WHAT THE EXERCISE ASKS
Retype, word for word, every line of the records below starting at the one that contains "by the environment" and ending at the one that contains "Malformed query parameters"; include both of those lines and nothing more.

DATA FOR THIS EXERCISE
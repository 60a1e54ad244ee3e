//! Error types for probe operations.
//!
//! A single error hierarchy is shared by every crate in the workspace so that
//! discovery, remote execution and control-connection failures can be matched
//! uniformly by callers.

use serde::Serialize;
use thiserror::Error;

/// Main error type for probe operations.
#[derive(Error, Debug, Clone, PartialEq)]
pub enum Error {
    /// Discovery was requested with no providers registered
    #[error("No providers available")]
    NoProviders,

    /// A provider with the same name is already registered
    #[error("Provider '{0}' already added")]
    DuplicateProvider(String),

    /// Discovery finished without a single live instance
    #[error("No instances discovered: {0}")]
    NoInstances(String),

    /// Instance liveness probe failed
    #[error("Instance probe failed: {0}")]
    ProbeFailed(String),

    /// A command stream was bound before a call that allocates it
    #[error("{0} already set")]
    StreamAlreadyBound(String),

    /// Remote command exited with a non-zero status
    #[error("Command failed (exit code {code})")]
    ExitStatus {
        /// Exit code reported by the environment
        code: i64,
    },

    /// Remote command failed, with the standard error it produced
    #[error("{source}: {stderr}")]
    CommandFailed {
        /// Underlying execution error
        source: Box<Error>,
        /// Captured standard error of the command
        stderr: String,
    },

    /// Remote execution transport failed
    #[error("Remote exec failed: {0}")]
    ExecFailed(String),

    /// Control endpoint could not be reached
    #[error("Connecting to control endpoint failed: {0}")]
    ConnectionFailed(String),

    /// Handler was already closed
    #[error("Handler closed: {0}")]
    HandlerClosed(String),

    /// Environment backend is unavailable
    #[error("Service unavailable: {0}")]
    ServiceUnavailable(String),

    /// HTTP request failed
    #[error("HTTP request failed: {0}")]
    HttpError(String),

    /// Operation timed out
    #[error("Timeout: {0}")]
    Timeout(String),

    /// Resource not found
    #[error("Not found: {0}")]
    NotFound(String),

    /// Invalid request
    #[error("Invalid request: {0}")]
    InvalidRequest(String),

    /// Malformed query parameters
    #[error("Invalid query: {0}")]
    InvalidQuery(String),

    /// Failed to parse a backend response
    #[error("Failed to parse response: {0}")]
    ParseError(String),

    /// Configuration error
    #[error("Configuration error: {0}")]
    ConfigError(String),

    /// Validation error
    #[error("Validation error: {0}")]
    ValidationError(String),

    /// Invalid endpoint
    #[error("Invalid endpoint: {0}")]
    InvalidEndpoint(String),

    /// Local I/O failure
    #[error("I/O error: {0}")]
    Io(String),

    /// Not implemented
    #[error("Not implemented: {0}")]
    NotImplemented(String),

    /// Internal error
    #[error("Internal error: {0}")]
    InternalError(String),
}

/// Specialized result type for probe operations.
pub type Result<T> = std::result::Result<T, Error>;

/// Structured error response for serialization.
#[derive(Debug, Clone, Serialize, PartialEq)]
pub struct ErrorResponse {
    /// Error code for programmatic handling
    pub code: String,
    /// Human-readable error message
    pub message: String,
}

impl Error {
    /// Returns the error code for this error type.
    #[must_use]
    pub fn error_code(&self) -> &'static str {
        match self {
            Self::NoProviders => "NO_PROVIDERS",
            Self::DuplicateProvider(_) => "DUPLICATE_PROVIDER",
            Self::NoInstances(_) => "NO_INSTANCES",
            Self::ProbeFailed(_) => "PROBE_FAILED",
            Self::StreamAlreadyBound(_) => "STREAM_ALREADY_BOUND",
            Self::ExitStatus { .. } => "EXIT_STATUS",
            Self::CommandFailed { .. } => "COMMAND_FAILED",
            Self::ExecFailed(_) => "EXEC_FAILED",
            Self::ConnectionFailed(_) => "CONNECTION_FAILED",
            Self::HandlerClosed(_) => "HANDLER_CLOSED",
            Self::ServiceUnavailable(_) => "SERVICE_UNAVAILABLE",
            Self::HttpError(_) => "HTTP_ERROR",
            Self::Timeout(_) => "TIMEOUT",
            Self::NotFound(_) => "NOT_FOUND",
            Self::InvalidRequest(_) => "INVALID_REQUEST",
            Self::InvalidQuery(_) => "INVALID_QUERY",
            Self::ParseError(_) => "PARSE_ERROR",
            Self::ConfigError(_) => "CONFIG_ERROR",
            Self::ValidationError(_) => "VALIDATION_ERROR",
            Self::InvalidEndpoint(_) => "INVALID_ENDPOINT",
            Self::Io(_) => "IO_ERROR",
            Self::NotImplemented(_) => "NOT_IMPLEMENTED",
            Self::InternalError(_) => "INTERNAL_ERROR",
        }
    }

    /// Converts the error into an `ErrorResponse`.
    #[must_use]
    pub fn into_error_response(self) -> ErrorResponse {
        ErrorResponse {
            code: self.error_code().to_string(),
            message: self.to_string(),
        }
    }

    /// Returns true for configuration problems, as opposed to an environment
    /// that simply has nothing running.
    #[must_use]
    pub const fn is_configuration(&self) -> bool {
        matches!(
            self,
            Self::NoProviders
                | Self::DuplicateProvider(_)
                | Self::ConfigError(_)
                | Self::ValidationError(_)
        )
    }

    /// Exit code of a failed remote command, looking through captured stderr.
    #[must_use]
    pub fn exit_code(&self) -> Option<i64> {
        match self {
            Self::ExitStatus { code } => Some(*code),
            Self::CommandFailed { source, .. } => source.exit_code(),
            _ => None,
        }
    }
}

// Conversions from external error types
impl From<reqwest::Error> for Error {
    fn from(err: reqwest::Error) -> Self {
        if err.is_timeout() {
            Self::Timeout(err.to_string())
        } else if err.is_connect() {
            Self::ServiceUnavailable(err.to_string())
        } else {
            Self::HttpError(err.to_string())
        }
    }
}

impl From<std::io::Error> for Error {
    fn from(err: std::io::Error) -> Self {
        Self::Io(err.to_string())
    }
}

impl From<url::ParseError> for Error {
    fn from(err: url::ParseError) -> Self {
        Self::InvalidEndpoint(err.to_string())
    }
}

impl From<serde_json::Error> for Error {
    fn from(err: serde_json::Error) -> Self {
        Self::ParseError(err.to_string())
    }
}

impl From<validator::ValidationErrors> for Error {
    fn from(err: validator::ValidationErrors) -> Self {
        Self::ValidationError(err.to_string())
    }
}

ANSWER SECTION
        /// Exit code reported by the environment
        code: i64,
    },

    /// Remote command failed, with the standard error it produced
    #[error("{source}: {stderr}")]
    CommandFailed {
        /// Underlying execution error
        source: Box<Error>,
        /// Captured standard error of the command
        stderr: String,
    },

    /// Remote execution transport failed
    #[error("Remote exec failed: {0}")]
    ExecFailed(String),

    /// Control endpoint could not be reached
    #[error("Connecting to control endpoint failed: {0}")]
    ConnectionFailed(String),

    /// Handler was already closed
    #[error("Handler closed: {0}")]
    HandlerClosed(String),

    /// Environment backend is unavailable
    #[error("Service unavailable: {0}")]
    ServiceUnavailable(String),

    /// HTTP request failed
    #[error("HTTP request failed: {0}")]
    HttpError(String),

    /// Operation timed out
    #[error("Timeout: {0}")]
    Timeout(String),

    /// Resource not found
    #[error("Not found: {0}")]
    NotFound(String),

    /// Invalid request
    #[error("Invalid request: {0}")]
    InvalidRequest(String),

    /// Malformed query parameters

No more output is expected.